Chandrayaan-3's lander Vikram will go to sleep mode on the moon, India's space agency ISRO said today, hours after announcing that it had exceeded its mission by "landing on moon, again".
"Vikram Lander is set into sleep mode around 08:00 Hrs. IST today. Prior to that, in-situ experiments by ChaSTE, RAMBHA-LP and ILSA payloads are performed at the new location. The data collected is received at the Earth. Payloads are now switched off. Lander receivers are kept ON. Vikram will fall asleep next to Pragyan once the solar power is depleted and the battery is drained. Hoping for their awakening, around September 22, 2023," ISRO (Indian Space Research Organisation) posted on X, formerly Twitter.
ISRO also shared images of the "moon hop".
The rover Pragyaan, which rolled out of the lander upon Chandrayaan's moon landing, is already in sleep mode.
In an earlier post today, ISRO shared that the lander, Vikram, had made a touchdown on the lunar surface again.
"Vikram Lander has exceeded Chandrayaan-3 mission objectives and successfully completed a hop experiment. On command, it fired the engines, elevated itself by about 40 cm as expected and landed safely at a distance of 30 - 40 cm away," said the post.
A video shared on the post showed the lander raking up lunar dust after the hop.
ISRO said the rare hop signalled that all systems were normal and healthy and was a good sign for future missions.

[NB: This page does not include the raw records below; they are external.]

// Drives the full player (render thread included) through the recording backend.

use std::thread;
use std::time::{Duration, Instant};
use vr360_player::mock::{GpuCall, GpuLog, MockControls, MockWindow, RecordingBackend};
use vr360_player::render_state::Rect;
use vr360_player::{registry, AssumeSensors, PlayerConfig, VrLibrary, WindowRef};

fn library() -> (VrLibrary, GpuLog, MockControls) {
    let (backend, log) = RecordingBackend::new();
    let controls = backend.controls();
    let config = PlayerConfig { frame_interval_ms: 1, ..PlayerConfig::default() };
    (VrLibrary::new(config, backend, std::sync::Arc::new(AssumeSensors)), log, controls)
}

fn wait_until(what: &str, cond: impl Fn() -> bool) {
    let deadline = Instant::now() + Duration::from_secs(10);
    while !cond() {
        assert!(Instant::now() < deadline, "timed out waiting for {what}");
        thread::sleep(Duration::from_millis(1));
    }
}

fn wait_frames(lib: &VrLibrary, n: u64) {
    let target = lib.player().frame_count() + n;
    wait_until("frames", || lib.player().frame_count() >= target);
}

/// Calls grouped per render-loop iteration, each starting at a bind.
fn frames(log: &GpuLog) -> Vec<Vec<GpuCall>> {
    let mut out: Vec<Vec<GpuCall>> = Vec::new();
    for call in log.calls() {
        if matches!(call, GpuCall::MakeCurrent(Some(_))) {
            out.push(Vec::new());
        }
        if let Some(frame) = out.last_mut() {
            frame.push(call);
        }
    }
    out
}

fn draw_viewports(frame: &[GpuCall]) -> Vec<Rect> {
    frame
        .iter()
        .filter_map(|c| match c {
            GpuCall::Draw(d) => d.viewport,
            _ => None,
        })
        .collect()
}

#[test]
fn destroy_before_init_is_a_noop() {
    let (lib, log, _) = library();
    lib.destroy();
    assert!(log.is_empty());
    assert!(!lib.player().is_destroyed());

    lib.init().unwrap();
    wait_frames(&lib, 1);
    lib.destroy();
    assert!(lib.player().is_destroyed());
}

#[test]
fn init_twice_starts_one_render_thread() {
    let (lib, log, _) = library();
    lib.init().unwrap();
    lib.init().unwrap();
    lib.run_cmd(1, &[]).unwrap();
    wait_frames(&lib, 5);
    assert_eq!(log.count(|c| *c == GpuCall::CreateContext), 1);
    lib.destroy();
}

#[test]
fn no_gpu_calls_after_destroy() {
    let (lib, log, _) = library();
    lib.init().unwrap();
    wait_frames(&lib, 3);
    lib.destroy();

    let calls = log.calls();
    assert_eq!(calls.last(), Some(&GpuCall::TerminateDisplay));
    assert!(calls.iter().any(|c| matches!(c, GpuCall::DeleteTexture(_))));
    thread::sleep(Duration::from_millis(30));
    assert_eq!(log.len(), calls.len());

    // Terminal: a later init does nothing.
    lib.init().unwrap();
    thread::sleep(Duration::from_millis(10));
    assert_eq!(log.len(), calls.len());
    assert_eq!(lib.get_video_surface_id(), "");
}

#[test]
fn surface_id_binding_and_video_surface_id() {
    let (lib, log, _) = library();
    registry::register_window_with_id(123456, WindowRef::new(MockWindow::new(1280, 720)));

    lib.init().unwrap();
    lib.set_surface_id("123456").unwrap();
    wait_until("window surface", || {
        log.count(|c| *c == GpuCall::CreateWindowSurface(1280, 720)) == 1
    });
    wait_frames(&lib, 1);

    let id = lib.get_video_surface_id();
    assert!(!id.is_empty());
    assert!(id.parse::<u64>().is_ok());
    assert!(!lib.is_video_connected());

    lib.set_surface_id("").unwrap();
    wait_until("window release", || log.count(|c| *c == GpuCall::DestroyWindowSurface) == 1);
    lib.destroy();
    registry::unregister_window(123456);
}

#[test]
fn vr_frame_draws_two_eyes_across_the_width() {
    let (lib, log, _) = library();
    registry::register_window_with_id(223344, WindowRef::new(MockWindow::new(1001, 600)));
    lib.init().unwrap();
    lib.set_surface_id("223344").unwrap();
    lib.run_cmd(5, &[1.0]).unwrap();

    let right_eye = Rect::new(500, 0, 501, 600);
    wait_until("stereo frame", || {
        log.draws().iter().any(|d| d.viewport == Some(right_eye))
    });
    lib.destroy();

    let frame = frames(&log)
        .into_iter()
        .rev()
        .find(|f| draw_viewports(f).contains(&right_eye))
        .unwrap();
    let viewports = draw_viewports(&frame);
    assert_eq!(viewports, vec![Rect::new(0, 0, 500, 600), right_eye]);
    assert_eq!(viewports[0].width + viewports[1].width, 1001);
    assert!(frame.contains(&GpuCall::SwapBuffers));
    registry::unregister_window(223344);
}

#[test]
fn paused_player_skips_drawing() {
    let (lib, log, _) = library();
    lib.init().unwrap();
    wait_until("first draw", || !log.draws().is_empty());

    lib.pause();
    wait_frames(&lib, 2);
    log.clear();
    lib.set_projection_mode(214);
    wait_frames(&lib, 3);
    assert!(log.draws().is_empty());
    assert_eq!(log.count(|c| matches!(c, GpuCall::CreateMesh { indices: 36, .. })), 1);

    lib.resume();
    wait_until("draw after resume", || !log.draws().is_empty());
    lib.destroy();
}

#[test]
fn context_failure_is_retried() {
    let (lib, log, controls) = library();
    controls.fail_context(true);
    lib.init().unwrap();
    thread::sleep(Duration::from_millis(20));
    assert_eq!(lib.player().frame_count(), 0);
    assert!(log.is_empty());

    controls.fail_context(false);
    wait_frames(&lib, 1);
    assert_eq!(log.count(|c| *c == GpuCall::CreateContext), 1);
    lib.destroy();
}

#[test]
fn video_frames_reach_the_texture() {
    let (lib, log, _) = library();
    lib.init().unwrap();
    wait_until("video surface", || !lib.get_video_surface_id().is_empty());

    let producer = vr360_player::video::connect(&lib.get_video_surface_id()).unwrap();
    let frame = vr360_player::VideoFrame::rgba(4, 2, vec![128; 32]).unwrap();
    assert!(producer.submit(frame).unwrap());
    wait_until("upload", || {
        log.count(|c| matches!(c, GpuCall::UploadVideoFrame { width: 4, height: 2, .. })) == 1
    });
    lib.destroy();
}

#[test]
fn slow_video_source_stays_connected() {
    let (lib, _log, _) = library();
    lib.init().unwrap();
    wait_until("video surface", || !lib.get_video_surface_id().is_empty());

    let producer = vr360_player::video::connect(&lib.get_video_surface_id()).unwrap();
    let stop = std::sync::Arc::new(std::sync::atomic::AtomicBool::new(false));
    let feeder = {
        let stop = std::sync::Arc::clone(&stop);
        thread::spawn(move || {
            while !stop.load(std::sync::atomic::Ordering::Acquire) {
                let frame = vr360_player::VideoFrame::rgba(4, 2, vec![64; 32]).unwrap();
                producer.submit(frame).unwrap();
                thread::sleep(Duration::from_millis(66));
            }
        })
    };

    wait_until("connect", || lib.is_video_connected());
    let start = lib.player().frame_count();
    let deadline = Instant::now() + Duration::from_millis(400);
    while Instant::now() < deadline {
        assert!(lib.is_video_connected(), "status dropped between frames");
        thread::sleep(Duration::from_millis(1));
    }
    assert!(lib.player().frame_count() > start + 10);

    stop.store(true, std::sync::atomic::Ordering::Release);
    feeder.join().unwrap();
    wait_frames(&lib, 5);
    assert!(!lib.is_video_connected());
    lib.destroy();
}
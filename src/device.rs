// device.rs - GPU resource and draw interface used by the render thread

use crate::error::Result;
use crate::mesh::MeshData;
use crate::render_state::{RasterState, Rect};
use crate::video::VideoFrame;

#[derive(Debug, Clone, Copy, PartialEq, Eq, Hash, PartialOrd, Ord)]
pub struct ProgramId(pub u32);

#[derive(Debug, Clone, Copy, PartialEq, Eq, Hash)]
pub struct MeshId(pub u32);

#[derive(Debug, Clone, Copy, PartialEq, Eq, Hash)]
pub struct TextureId(pub u32);

#[derive(Debug, Clone, Copy, PartialEq, Eq, Hash)]
pub struct UniformLocation(pub u32);

/// Uniform names shared by the bundled shaders.
pub const U_MVP_MATRIX: &str = "u_MVPMatrix";
pub const U_ST_MATRIX: &str = "u_STMatrix";
pub const U_DISTORTION_PARAMS: &str = "u_DistortionParams";

/// Program, mesh, texture and draw calls. Only the render thread holds one, and
/// only while the context is current.
///
/// Uniforms are per-program state: values set while a program is in use stick
/// to that program until overwritten, and every draw captures the current values.
pub trait RenderDevice {
    /// Builds a program from WGSL source with `vs_main`/`fs_main` entry points.
    /// Source errors map to `ShaderCompile`, pipeline errors to `ShaderLink`.
    fn create_program(&mut self, label: &str, source: &str) -> Result<ProgramId>;
    fn delete_program(&mut self, program: ProgramId);
    fn use_program(&mut self, program: Option<ProgramId>);
    fn current_program(&self) -> Option<ProgramId>;
    fn uniform_location(&self, program: ProgramId, name: &str) -> Option<UniformLocation>;
    /// Applies to the program in use; ignored when none is.
    fn set_uniform_mat4(&mut self, location: UniformLocation, value: &[f32; 16]);
    fn set_uniform_vec4(&mut self, location: UniformLocation, value: [f32; 4]);

    fn create_mesh(&mut self, data: &MeshData) -> MeshId;
    fn delete_mesh(&mut self, mesh: MeshId);

    /// Texture sampled from the video surface, resized on upload as needed.
    fn create_video_texture(&mut self) -> TextureId;
    /// Fails when the frame cannot be stored in `texture`; the texture then
    /// keeps its previous contents.
    fn upload_video_frame(&mut self, texture: TextureId, frame: &VideoFrame) -> Result<()>;
    fn delete_texture(&mut self, texture: TextureId);

    fn apply_state(&mut self, state: RasterState);
    /// Clears the scissored region (or everything) to `color`, depth to far.
    fn clear(&mut self, color: [f32; 4]);
    /// Rect origin is bottom-left, as host viewports are given.
    fn set_viewport(&mut self, rect: Rect);
    fn set_scissor(&mut self, rect: Option<Rect>);
    /// Draws `mesh` with the program in use, sampling `texture`.
    fn draw(&mut self, mesh: MeshId, texture: TextureId);
}
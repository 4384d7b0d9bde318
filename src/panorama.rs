// panorama.rs - projection geometry modes and drag-driven view rotation

use glam::Mat4;
use log::warn;
use serde::{Deserialize, Serialize};

#[derive(Debug, Clone, Copy, PartialEq, Eq, Default, Serialize, Deserialize)]
pub enum ProjectionMode {
    #[default]
    Sphere,       // 201 full equirectangular sphere
    Dome180,      // 202 lower 180 degree dome
    Dome230,      // 203 lower 230 degree dome
    Dome180Upper, // 204
    Dome230Upper, // 205
    Cube,         // 214
}

impl ProjectionMode {
    pub fn code(self) -> i32 {
        match self {
            ProjectionMode::Sphere => 201,
            ProjectionMode::Dome180 => 202,
            ProjectionMode::Dome230 => 203,
            ProjectionMode::Dome180Upper => 204,
            ProjectionMode::Dome230Upper => 205,
            ProjectionMode::Cube => 214,
        }
    }

    /// Host mode code; unknown codes fall back to the sphere.
    pub fn from_code(code: i32) -> Self {
        match code {
            201 => ProjectionMode::Sphere,
            202 => ProjectionMode::Dome180,
            203 => ProjectionMode::Dome230,
            204 => ProjectionMode::Dome180Upper,
            205 => ProjectionMode::Dome230Upper,
            214 => ProjectionMode::Cube,
            other => {
                warn!("unknown projection mode {other}, using sphere");
                ProjectionMode::Sphere
            }
        }
    }
}

/// Accumulated drag angles in degrees.
#[derive(Debug, Clone, Copy, PartialEq, Default)]
pub struct TouchRotation {
    pub delta_x: f32,
    pub delta_y: f32,
}

impl TouchRotation {
    pub fn accumulate(&mut self, dx: f32, dy: f32) {
        self.delta_x += dx;
        self.delta_y += dy;
    }

    /// Horizontal drag turns about Y, vertical drag about X; Y is applied last.
    pub fn view_matrix(&self) -> Mat4 {
        let rx = Mat4::from_rotation_x((-self.delta_y).to_radians());
        let ry = Mat4::from_rotation_y((-self.delta_x).to_radians());
        ry * rx
    }
}

#[cfg(test)]
mod tests {
    use super::*;

    #[test]
    fn zero_deltas_never_move_the_view() {
        let mut touch = TouchRotation::default();
        touch.accumulate(12.5, -4.0);
        let before = touch.view_matrix();
        for _ in 0..100 {
            touch.accumulate(0.0, 0.0);
        }
        assert_eq!(touch.view_matrix(), before);
    }

    #[test]
    fn horizontal_drag_is_yaw() {
        let mut touch = TouchRotation::default();
        touch.accumulate(90.0, 0.0);
        let expected = Mat4::from_rotation_y(-std::f32::consts::FRAC_PI_2);
        assert!(touch.view_matrix().abs_diff_eq(expected, 1e-6));
    }

    #[test]
    fn mode_codes_round_trip_and_fall_back() {
        for mode in [
            ProjectionMode::Sphere,
            ProjectionMode::Dome180,
            ProjectionMode::Dome230,
            ProjectionMode::Dome180Upper,
            ProjectionMode::Dome230Upper,
            ProjectionMode::Cube,
        ] {
            assert_eq!(ProjectionMode::from_code(mode.code()), mode);
        }
        assert_eq!(ProjectionMode::from_code(999), ProjectionMode::Sphere);
    }
}
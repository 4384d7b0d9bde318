// main.rs - desktop demo: one window, drag to look around, still images as video frames

use vr360_player::{registry, video, NativeWindow, VideoFrame, VrLibrary, WgpuBackend, WindowRef};

use image::io::Reader as ImageReader;
use image::GenericImageView;
use log::{error, info, warn};
use std::fs::File;
use std::io::BufReader;
use std::path::PathBuf;
use std::sync::Arc;
use std::thread;
use winit::{
    dpi::{LogicalSize, PhysicalPosition},
    event::*,
    event_loop::{ControlFlow, EventLoop},
    window::{Fullscreen, WindowBuilder},
};

/// Degrees of view rotation per dragged pixel.
const DRAG_DEGREES_PER_PIXEL: f32 = 0.2;

const MODE_KEYS: [(VirtualKeyCode, i32); 6] = [
    (VirtualKeyCode::Key1, 201),
    (VirtualKeyCode::Key2, 202),
    (VirtualKeyCode::Key3, 203),
    (VirtualKeyCode::Key4, 204),
    (VirtualKeyCode::Key5, 205),
    (VirtualKeyCode::Key6, 214),
];

fn main() {
    env_logger::Builder::from_env(env_logger::Env::default().default_filter_or("info")).init();

    let event_loop = EventLoop::new();
    let window = Arc::new(
        WindowBuilder::new()
            .with_title("VR360 Player")
            .with_inner_size(LogicalSize::new(1280, 720))
            .build(&event_loop)
            .expect("failed to create window"),
    );

    let window_id = registry::register_window(WindowRef::from_arc(
        window.clone() as Arc<dyn NativeWindow>
    ));

    let library = VrLibrary::from_env(WgpuBackend::new());
    library.init().expect("failed to start render thread");
    if let Err(e) = library.set_surface_id(&window_id.to_string()) {
        error!("binding window {window_id} failed: {e}");
    }
    library.on_resume();
    library.turn_on_in_gl();

    let mut mouse_pressed = false;
    let mut last_mouse_pos: Option<PhysicalPosition<f64>> = None;
    let mut is_fullscreen = false;

    event_loop.run(move |event, _, control_flow| {
        *control_flow = ControlFlow::Wait;

        let Event::WindowEvent { event, .. } = event else {
            return;
        };
        match event {
            WindowEvent::CloseRequested => {
                library.destroy();
                registry::unregister_window(window_id);
                *control_flow = ControlFlow::Exit;
            }

            WindowEvent::Resized(_) | WindowEvent::ScaleFactorChanged { .. } => {
                library.notify_surface_changed();
            }

            WindowEvent::Focused(focused) => {
                if focused {
                    library.resume();
                    library.on_resume();
                } else {
                    library.on_pause();
                }
            }

            WindowEvent::KeyboardInput { input, .. } if input.state == ElementState::Pressed => {
                match input.virtual_keycode {
                    Some(VirtualKeyCode::V) => {
                        library.set_vr_mode_enabled(!library.is_vr_mode_enabled());
                    }
                    Some(VirtualKeyCode::B) => {
                        let enabled = library.vr_config().barrel_distortion;
                        library.set_barrel_distortion_enabled(!enabled);
                    }
                    Some(VirtualKeyCode::O) => {
                        if let Some(path) = rfd::FileDialog::new()
                            .add_filter("Images", &["jpg", "jpeg", "png", "bmp"])
                            .pick_file()
                        {
                            start_load_image(path, library.get_video_surface_id());
                        }
                    }
                    Some(VirtualKeyCode::F11) => {
                        is_fullscreen = !is_fullscreen;
                        if is_fullscreen {
                            window.set_fullscreen(Some(Fullscreen::Borderless(None)));
                        } else {
                            window.set_fullscreen(None);
                        }
                    }
                    Some(key) => {
                        if let Some((_, code)) = MODE_KEYS.iter().find(|(k, _)| *k == key) {
                            library.set_projection_mode(*code);
                        }
                    }
                    None => {}
                }
            }

            WindowEvent::MouseInput { state, button: MouseButton::Left, .. } => {
                mouse_pressed = state == ElementState::Pressed;
                if !mouse_pressed {
                    last_mouse_pos = None;
                }
            }

            WindowEvent::CursorMoved { position, .. } => {
                if mouse_pressed {
                    if let Some(last_pos) = last_mouse_pos {
                        let dx = (position.x - last_pos.x) as f32 * DRAG_DEGREES_PER_PIXEL;
                        let dy = (position.y - last_pos.y) as f32 * DRAG_DEGREES_PER_PIXEL;
                        library.handle_drag(dx, dy);
                    }
                    last_mouse_pos = Some(position);
                }
            }

            WindowEvent::DroppedFile(path) => {
                start_load_image(path, library.get_video_surface_id());
            }

            _ => {}
        }
    });
}

/// Decodes an image off the UI thread and hands it to the video surface as a
/// single frame.
fn start_load_image(path: PathBuf, surface_id: String) {
    if surface_id.is_empty() {
        warn!("video surface not ready yet, try again");
        return;
    }
    thread::spawn(move || {
        info!("loading {}", path.display());

        let file = match File::open(&path) {
            Ok(f) => f,
            Err(e) => {
                error!("cannot open {}: {e}", path.display());
                return;
            }
        };

        let img = match ImageReader::new(BufReader::new(file))
            .with_guessed_format()
            .map_err(image::ImageError::IoError)
            .and_then(|mut r| {
                r.no_limits();
                r.decode()
            }) {
            Ok(img) => img,
            Err(e) => {
                error!("cannot decode {}: {e}", path.display());
                return;
            }
        };

        let (w, h) = img.dimensions();
        info!("image loaded {w}x{h}");
        let submitted = VideoFrame::rgba(w, h, img.to_rgba8().into_raw())
            .and_then(|frame| video::connect(&surface_id)?.submit(frame));
        match submitted {
            Ok(true) => {}
            Ok(false) => warn!("renderer busy, frame dropped"),
            Err(e) => error!("submitting frame failed: {e}"),
        }
    });
}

Vikram, which had been sitting at Shiv Shakti point, was "woken up" and on commands from ISRO, was made to lift off vertically and then land 30-40 centimeters away.
The Vikram rose by about 40 cm and landed close by.
After the Vikram's systems deployed the ramp, equipment folded back and redeployed successfully after the experiment," it said.
Last week, the Chandrayaan-3 mission's Pragyan rover was "set into Sleep mode" but with batteries charged and receiver on.
"Hoping for a successful awakening for another set of assignments. Else, it will forever stay there as India's lunar ambassador," the space agency said.
With Chandrayaan-3's textbook moon landing on August 23, India became the first country to land near the lunar South Pole. India also became the fourth country after the US, China, and Russia to successfully land on the moon's surface.
After the historic landing, the Lander (Vikram) and the rover (Pragyan) performed different tasks on the lunar surface, including detecting the presence of sulphur and recording relative temperature. Upon landing, the lander and the rover were to operate for one lunar day. A day on the Moon equals 14 days on Earth.
The lander carried the Chandra's Surface Thermophysical Experiment (ChaSTE) to measure surface thermal properties, the Instrument for Lunar Seismic Activity (ILSA) to measure seismicity around the landing site, the Radio Anatomy of Moon Bound Hypersensitive ionosphere and Atmosphere (RAMBHA) to study the gas and plasma environment, and a passive laser retroreflector array provided by NASA for lunar ranging studies.